L’avventurosa storia dell’uzbeko muto, Sepúlveda mon amour

Pubblicato il 17 marzo 2025 alle ore 13:44

“Le storie non appartengono a chi le racconta, ma a chi le ascolta e le fa proprie.”

E Sepúlveda lo sapeva bene. L’avventurosa storia dell’uzbeko muto non è un romanzo classico, ma un insieme di racconti, un intreccio di vite, aneddoti e leggende che scivolano una nell’altra. Il titolo? Beh, è tratto dal racconto che, a mio parere, è il più bello di tutta la raccolta. E no, non ci sono certezze. Meno che mai sul protagonista, che non è né uzbeko né muto.

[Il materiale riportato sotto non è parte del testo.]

use moviedesk::view::ALL_GENRES;

/// Suggests genres already present in the collection while typing the
/// Genre field, so new entries reuse existing spellings.
pub struct GenreCompleter {
    min_prefix: usize,
}

impl GenreCompleter {
    pub fn new() -> Self {
        Self { min_prefix: 1 }
    }

    /// `options` is the genre selector list, "All" included
    pub fn get_suggestions(&self, input: &str, options: &[String]) -> Vec<String> {
        let input = input.trim();
        if input.chars().count() < self.min_prefix {
            return Vec::new();
        }
        let needle = input.to_lowercase();

        options
            .iter()
            .filter(|genre| genre.as_str() != ALL_GENRES)
            .filter(|genre| genre.as_str() != input)
            .filter(|genre| genre.to_lowercase().starts_with(&needle))
            .cloned()
            .collect()
    }
}
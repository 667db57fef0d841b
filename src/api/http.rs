//! `reqwest` implementation of [`MovieApi`].
//!
//! List, create and update treat any non-2xx answer as a failure, the same
//! way a refused connection is. Delete only fails when the request never
//! got an answer.

use super::client::{HealthStatus, MovieApi};
use super::config::ApiConfig;
use crate::core::{Movie, MovieId, MoviePayload, Result};
use async_trait::async_trait;
use tracing::{debug, warn};

pub struct HttpMovieApi {
    client: reqwest::Client,
    config: ApiConfig,
}

impl HttpMovieApi {
    pub fn new(config: ApiConfig) -> Result<Self> {
        config.validate()?;

        let mut builder = reqwest::Client::builder();
        if let Some(timeout) = config.timeout {
            builder = builder.timeout(timeout);
        }
        let client = builder.build()?;

        Ok(Self { client, config })
    }
}

#[async_trait]
impl MovieApi for HttpMovieApi {
    async fn list(&self) -> Result<Vec<Movie>> {
        let url = self.config.movies_url();
        debug!(%url, "GET movies");

        let movies = self
            .client
            .get(&url)
            .send()
            .await?
            .error_for_status()?
            .json::<Vec<Movie>>()
            .await?;

        debug!(count = movies.len(), "movies received");
        Ok(movies)
    }

    async fn create(&self, payload: &MoviePayload) -> Result<()> {
        let url = self.config.movies_url();
        debug!(%url, title = %payload.title, "POST movie");

        self.client
            .post(&url)
            .json(payload)
            .send()
            .await?
            .error_for_status()?;
        Ok(())
    }

    async fn update(&self, id: MovieId, payload: &MoviePayload) -> Result<()> {
        let url = self.config.movie_url(id);
        debug!(%url, title = %payload.title, "PUT movie");

        self.client
            .put(&url)
            .json(payload)
            .send()
            .await?
            .error_for_status()?;
        Ok(())
    }

    async fn delete(&self, id: MovieId) -> Result<()> {
        let url = self.config.movie_url(id);
        debug!(%url, "DELETE movie");

        let response = self.client.delete(&url).send().await?;
        if !response.status().is_success() {
            warn!(%url, status = response.status().as_u16(), "delete answered with an error status");
        }
        Ok(())
    }

    async fn health(&self) -> Result<HealthStatus> {
        let url = self.config.health_url();
        debug!(%url, "GET health");

        let health = self
            .client
            .get(&url)
            .send()
            .await?
            .error_for_status()?
            .json::<HealthStatus>()
            .await?;
        Ok(health)
    }
}
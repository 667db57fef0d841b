//! One-shot subcommands: load once, print, exit.

use anyhow::{Context, Result, anyhow};
use moviedesk::{EMPTY_LIST, GenreFilter, Movie, MovieApi, MovieController, SortKey};

pub async fn list<A: MovieApi>(
    mut controller: MovieController<A>,
    query: &str,
    genre: &str,
    sort: SortKey,
) -> Result<()> {
    load(&mut controller).await?;

    controller.set_query(query);
    controller.set_genre_filter(GenreFilter::from_label(genre));
    controller.set_sort(sort);

    for line in list_lines(&controller.visible()) {
        println!("{line}");
    }
    Ok(())
}

fn list_lines(visible: &[&Movie]) -> Vec<String> {
    if visible.is_empty() {
        return vec![EMPTY_LIST.to_string()];
    }

    visible
        .iter()
        .map(|movie| {
            format!(
                "#{:<5} {} ({})  [{}]  ★ {}",
                movie.id,
                movie.title,
                movie.year,
                movie.genre,
                movie.rating_label()
            )
        })
        .collect()
}

pub async fn stats<A: MovieApi>(mut controller: MovieController<A>) -> Result<()> {
    load(&mut controller).await?;

    let stats = controller.stats();
    println!("Movies:     {}", stats.count);
    println!("Avg rating: {}", stats.average_label());
    Ok(())
}

pub async fn health<A: MovieApi>(controller: MovieController<A>) -> Result<()> {
    let health = controller
        .api()
        .health()
        .await
        .context("health check failed")?;

    match health.db {
        Some(db) => println!("status: {}, db: {}", health.status, db),
        None => println!("status: {}", health.status),
    }
    Ok(())
}

async fn load<A: MovieApi>(controller: &mut MovieController<A>) -> Result<()> {
    if let Err(err) = controller.load().await {
        let status = controller
            .status()
            .map(ToString::to_string)
            .unwrap_or_default();
        return Err(anyhow!("{status} ({err})"));
    }
    Ok(())
}

#[cfg(test)]
mod tests {
    use super::*;
    use moviedesk::{ViewFilters, view::derive_visible};

    #[test]
    fn test_list_lines_for_unmatched_genre() {
        let movies = vec![Movie::new(1, "A", 2000, "Drama", Some(5.0))];
        let filters = ViewFilters {
            genre: GenreFilter::from_label("Comedy"),
            ..Default::default()
        };

        let visible = derive_visible(&movies, &filters);

        assert!(visible.is_empty());
        assert_eq!(list_lines(&visible), vec![EMPTY_LIST.to_string()]);
    }

    #[test]
    fn test_list_lines_format() {
        let movies = vec![
            Movie::new(1, "Heat", 1995, "Crime", Some(8.3)),
            Movie::new(2, "Alien", 1979, "Horror", None),
        ];
        let visible: Vec<&Movie> = movies.iter().collect();

        assert_eq!(
            list_lines(&visible),
            vec![
                "#1     Heat (1995)  [Crime]  ★ 8.3".to_string(),
                "#2     Alien (1979)  [Horror]  ★ N/A".to_string(),
            ]
        );
    }
}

Leggere Sepúlveda è come sedersi accanto a un nonnino vicino al camino. Sai già che alcune storie le hai sentite mille volte ma non importa: le ascolti lo stesso, con gli occhi sognanti e pronto a dissetarti con le sue parole. C’è sempre un dettaglio nuovo, un soffio di malinconia o un sorriso improvviso che ti coglie di sorpresa. E c’è sempre, in sottofondo, la nostalgia di un tempo in cui la rivoluzione sembrava possibile, in cui i cambiamenti erano nell’aria e sembrava bastasse crederci davvero per cambiare il mondo. È un libro per sognatori e rivoluzionari, per chi ha ideali da inseguire e per chi sa che anche una piccola fiamma di speranza può accendere il buio.

Ma veniamo alla trama o, meglio, alle trame. Si parte da una barca che solca il Rio delle Amazzoni e si passa per le voci di marinai, rivoluzionari, truffatori e avventurieri. Si viaggia per terre lontane e tempi sfocati, dove il confine tra realtà e leggenda è sottile come un filo di ragnatela. E come sempre, tra ironia e nostalgia, Sepúlveda ci regala il suo sguardo poetico su un mondo che cambia, ma in fondo resta sempre uguale.

Un libro da leggere con calma, assaporando ogni pagina, magari con una tazza di tè e la voglia di perdersi in un altro tempo. Perché, alla fine, è proprio questo che fa Sepúlveda: ti porta altrove, senza bisogno di biglietti o valigie. E ti lascia addosso quella dolce malinconia di chi ha viaggiato tanto ma non smetterà mai di cercare.